I have written a method in java - int itemcount(BinaryTree s, Object item) which returns the amount of occurences of 'item' in the binary tree 's'. From looking at this do any of you know what the space complexity of this recursive method would be? static int itemcount(BinaryTree s, Object item) throws TreeEmptyException {//method to count amount of occurences of item in s if(s.isempty()) return 0;//no occurences else { if(item.equals(s.nodevalue()))//1 occurence return 1 + itemcount(s.lefttree(),item) + itemcount(s.righttree(),item); else return itemcount(s.lefttree(),item) + itemcount(s.righttree(),item); } }//itemcount Edited by - blue_harvester on December 10, 2001 6:00:04 PM Edited by - blue_harvester on December 10, 2001 6:03:39 PM

First of all, it allocates no memory, so the recursive depth is the only memory used.
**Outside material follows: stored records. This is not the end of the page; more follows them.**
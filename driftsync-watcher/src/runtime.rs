//! The watcher runtime: one top directory, one single-threaded loop.
//!
//! The loop interleaves four duties, none of which may starve the others:
//! reading kernel events, queueing periodic full rescans, draining the
//! change queue under a time cap, and publishing changed-path batches.

use std::path::{Path, PathBuf};
use std::sync::atomic::{AtomicBool, Ordering};
use std::sync::Arc;
use std::time::{Duration, Instant};

use driftsync_core::PathFilter;

use crate::changed::ChangedPaths;
use crate::error::{io_err, WatcherError};
use crate::queue::{ChangeQueue, QueueTarget};
use crate::tree::{DirId, FileCheck, FileId, Tree};
use crate::watches::{Notifier, Readiness, WatchIndex};

/// Tunables of one watcher instance.
#[derive(Debug, Clone)]
pub struct WatchOptions {
    /// Interval between full rescans of the tree.
    pub full_scan_interval: Duration,
    /// Interval between change-queue drains.
    pub queue_run_interval: Duration,
    /// Time cap on a single drain, so an overloaded tick cannot starve
    /// event reads.
    pub queue_run_max: Duration,
    /// Interval between changed-path batch publishes.
    pub dump_interval: Duration,
    /// Maximum directory depth to descend.
    pub max_depth: u32,
    /// Leaf-name exclusion globs; empty selects the built-in rule.
    pub excludes: Vec<String>,
}

impl Default for WatchOptions {
    fn default() -> Self {
        Self {
            full_scan_interval: Duration::from_secs(7200),
            queue_run_interval: Duration::from_secs(2),
            queue_run_max: Duration::from_secs(5),
            dump_interval: Duration::from_secs(30),
            max_depth: 20,
            excludes: Vec::new(),
        }
    }
}

/// One watched root with all its bookkeeping.
pub struct TopDir {
    pub(crate) out_dir: PathBuf,
    pub(crate) filter: PathFilter,
    pub(crate) notifier: Notifier,
    pub(crate) tree: Tree,
    pub(crate) index: WatchIndex,
    pub(crate) queue: ChangeQueue,
    pub(crate) changed: ChangedPaths,
}

impl TopDir {
    /// Resolve the root and set up the notification handle. Failure to
    /// resolve the root is fatal; failure to initialise inotify is not:
    /// the watcher then degrades to periodic rescans only.
    pub fn new(root: &Path, out_dir: &Path, options: &WatchOptions) -> Result<Self, WatcherError> {
        Self::with_notifier(root, out_dir, options, Notifier::init())
    }

    pub(crate) fn with_notifier(
        root: &Path,
        out_dir: &Path,
        options: &WatchOptions,
        notifier: Notifier,
    ) -> Result<Self, WatcherError> {
        let root = root
            .canonicalize()
            .map_err(|source| WatcherError::BadRoot {
                path: root.to_path_buf(),
                source,
            })?;
        let filter = PathFilter::new(&options.excludes)?;
        Ok(Self {
            out_dir: out_dir.to_path_buf(),
            filter,
            notifier,
            tree: Tree::new(root, options.max_depth),
            index: WatchIndex::default(),
            queue: ChangeQueue::default(),
            changed: ChangedPaths::default(),
        })
    }

    /// Remove a file from the model and drop its pending queue work.
    pub(crate) fn remove_file(&mut self, id: FileId) {
        self.queue.remove_file(id);
        self.tree.remove_file(id);
    }

    /// Remove a directory subtree: kernel watches, index entries and queue
    /// work for every node underneath go with it.
    pub(crate) fn remove_dir(&mut self, id: DirId) {
        let removed = self.tree.remove_dir(id);
        for (dir_id, watch) in removed.dirs {
            if let Some(wd) = watch {
                self.notifier.remove_watch(wd.clone());
                self.index.remove(&wd);
            }
            self.queue.remove_dir(dir_id);
        }
        for file_id in removed.files {
            self.queue.remove_file(file_id);
        }
    }

    /// Re-examine one file and record the outcome.
    ///
    /// A vanished file is treated as an implicit deletion: the parent
    /// directory is marked changed so the transfer picks up the removal.
    pub(crate) fn process_file_check(&mut self, id: FileId) {
        let Some(node) = self.tree.file(id) else {
            return;
        };
        let file_rel = node.rel_path.clone();
        let parent_rel = self.tree.dir(node.parent).map(|dir| dir.rel_path.clone());

        match self.tree.check_file_changed(id) {
            FileCheck::Gone => {
                if let Some(parent_rel) = parent_rel {
                    self.changed.mark(&parent_rel, true);
                }
                self.remove_file(id);
            }
            FileCheck::Changed => self.changed.mark(&file_rel, false),
            FileCheck::Unchanged => {}
        }
    }

    /// Drain the change queue until `deadline`.
    ///
    /// Entries are visited in insertion order; tombstones and entries whose
    /// referent has left the tree are dropped, entries not yet due (or cut
    /// off by the deadline) are retained in order ahead of any work queued
    /// by the drain itself.
    pub(crate) fn run_change_queue(&mut self, deadline: Instant) {
        if self.queue.is_empty() {
            return;
        }
        tracing::debug!(queue_len = self.queue.len(), "change queue: starting run");

        let entries = self.queue.take_entries();
        let mut deferred = Vec::new();
        for entry in entries {
            if self.queue.is_tombstone(&entry) {
                continue;
            }
            let alive = match entry.target {
                QueueTarget::File(id) => self.tree.file(id).is_some(),
                QueueTarget::Dir(id) => self.tree.dir(id).is_some(),
            };
            if !alive {
                self.queue.unmark(entry.target);
                continue;
            }

            let now = Instant::now();
            if entry.when > now || now >= deadline {
                deferred.push(entry);
                continue;
            }

            self.queue.unmark(entry.target);
            match entry.target {
                QueueTarget::File(id) => self.process_file_check(id),
                QueueTarget::Dir(id) => {
                    self.scan_dir(id, false);
                }
            }
        }
        self.queue.restore(deferred);

        tracing::debug!(queue_len = self.queue.len(), "change queue: run ended");
    }

    /// Drive the watcher until the exit flag is raised.
    pub fn run(&mut self, options: &WatchOptions, exit: &Arc<AtomicBool>) {
        let mut next_full_scan = Instant::now();
        let mut next_queue_run = Instant::now();
        let mut next_dump = Instant::now();

        while !exit.load(Ordering::SeqCst) {
            match self.notifier.wait_readable(Duration::from_millis(100)) {
                Readiness::Ready => self.process_events(),
                Readiness::TimedOut => {}
                Readiness::Disabled => std::thread::sleep(Duration::from_secs(1)),
                Readiness::Interrupted => break,
            }

            let now = Instant::now();

            if now >= next_full_scan {
                next_full_scan = now + options.full_scan_interval;
                self.queue.queue_dir(self.tree.root(), now);
            }

            if now >= next_queue_run {
                next_queue_run = now + options.queue_run_interval;
                self.run_change_queue(now + options.queue_run_max);
            }

            if now >= next_dump {
                next_dump = now + options.dump_interval;
                match self.changed.dump(&self.out_dir) {
                    Ok(Some(path)) => {
                        tracing::debug!(path = %path.display(), "published changed paths");
                    }
                    Ok(None) => {}
                    Err(err) => {
                        tracing::error!(error = %err, "failed to publish changed paths");
                    }
                }
            }
        }
    }
}

/// Watch `root`, publishing changed-path batches into `out_dir` until the
/// exit flag is raised.
pub fn watch_dir(
    root: &Path,
    out_dir: &Path,
    options: &WatchOptions,
    exit: &Arc<AtomicBool>,
) -> Result<(), WatcherError> {
    // The output directory must exist before batches can be renamed into it.
    std::fs::metadata(out_dir).map_err(|e| io_err(out_dir, e))?;

    let mut top = TopDir::new(root, out_dir, options)?;
    tracing::info!(
        root = %root.display(),
        out_dir = %out_dir.display(),
        notifications = top.notifier.enabled(),
        "watcher starting"
    );
    top.run(options, exit);
    tracing::info!(root = %root.display(), "watcher exiting");
    Ok(())
}

#[cfg(test)]
mod tests {
    use super::*;
    use std::fs;

    use tempfile::TempDir;

    fn polling_topdir(root: &TempDir, out: &TempDir, options: &WatchOptions) -> TopDir {
        TopDir::with_notifier(root.path(), out.path(), options, Notifier::disabled())
            .expect("topdir")
    }

    #[test]
    fn queue_drain_checks_files_and_emits_changes() {
        let root = TempDir::new().unwrap();
        let out = TempDir::new().unwrap();
        fs::write(root.path().join("a.txt"), "hello").unwrap();

        let options = WatchOptions::default();
        let mut top = polling_topdir(&root, &out, &options);
        top.scan_dir(top.tree.root(), false);

        let file = top.tree.lookup_file(top.tree.root(), "a.txt").unwrap();
        fs::write(root.path().join("a.txt"), "hello again").unwrap();

        let past = Instant::now() - Duration::from_secs(1);
        top.queue.queue_file_at(file, past);
        top.run_change_queue(Instant::now() + Duration::from_secs(5));

        assert_eq!(top.changed.entries(), ["a.txt"]);
        assert!(top.queue.is_empty());
    }

    #[test]
    fn repeated_queueing_yields_a_single_emission() {
        let root = TempDir::new().unwrap();
        let out = TempDir::new().unwrap();
        fs::write(root.path().join("a.txt"), "v1").unwrap();

        let options = WatchOptions::default();
        let mut top = polling_topdir(&root, &out, &options);
        top.scan_dir(top.tree.root(), false);
        let file = top.tree.lookup_file(top.tree.root(), "a.txt").unwrap();

        fs::write(root.path().join("a.txt"), "v2-longer").unwrap();
        let past = Instant::now() - Duration::from_secs(1);
        for _ in 0..5 {
            top.queue.queue_file_at(file, past);
        }
        assert_eq!(top.queue.len(), 1, "dedup keeps one pending check");

        top.run_change_queue(Instant::now() + Duration::from_secs(5));
        assert_eq!(top.changed.entries(), ["a.txt"]);
    }

    #[test]
    fn vanished_file_marks_parent_directory() {
        let root = TempDir::new().unwrap();
        let out = TempDir::new().unwrap();
        fs::create_dir(root.path().join("sub")).unwrap();
        fs::write(root.path().join("sub/b"), "data").unwrap();

        let options = WatchOptions::default();
        let mut top = polling_topdir(&root, &out, &options);
        top.scan_dir(top.tree.root(), false);

        let sub = top.tree.lookup_subdir(top.tree.root(), "sub").unwrap();
        let file = top.tree.lookup_file(sub, "b").unwrap();
        fs::remove_file(root.path().join("sub/b")).unwrap();

        let past = Instant::now() - Duration::from_secs(1);
        top.queue.queue_file_at(file, past);
        top.run_change_queue(Instant::now() + Duration::from_secs(5));

        assert_eq!(top.changed.entries(), ["sub/"]);
        assert!(top.tree.file(file).is_none());
    }

    #[test]
    fn entries_not_yet_due_are_retained() {
        let root = TempDir::new().unwrap();
        let out = TempDir::new().unwrap();
        fs::write(root.path().join("a.txt"), "v1").unwrap();

        let options = WatchOptions::default();
        let mut top = polling_topdir(&root, &out, &options);
        top.scan_dir(top.tree.root(), false);
        let file = top.tree.lookup_file(top.tree.root(), "a.txt").unwrap();

        top.queue.queue_file(file, Instant::now());
        top.run_change_queue(Instant::now() + Duration::from_secs(5));

        assert_eq!(top.queue.len(), 1, "not-yet-due entry must be retained");
        assert!(top.changed.is_empty());
    }

    #[test]
    fn drain_drops_entries_for_removed_nodes() {
        let root = TempDir::new().unwrap();
        let out = TempDir::new().unwrap();
        fs::create_dir(root.path().join("sub")).unwrap();

        let options = WatchOptions::default();
        let mut top = polling_topdir(&root, &out, &options);
        top.scan_dir(top.tree.root(), false);
        let sub = top.tree.lookup_subdir(top.tree.root(), "sub").unwrap();

        let past = Instant::now() - Duration::from_secs(1);
        top.queue.queue_dir(sub, past);
        top.remove_dir(sub);
        top.run_change_queue(Instant::now() + Duration::from_secs(5));

        assert!(top.queue.is_empty());
        assert!(top.changed.is_empty());
    }
}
Second, you''ll notice it traverses only downward, and only along one path at a time, meaning that it will never have a recursive depth greater than the number of nodes in the tree. So an absolute upper bound is O(n). However, it''s going to be O(h), which in general will be much better than O(n), especially if any balancing is done. There''s also a lower bound of O(lg n), which is also the average case any time it''s kept somewhat balanced.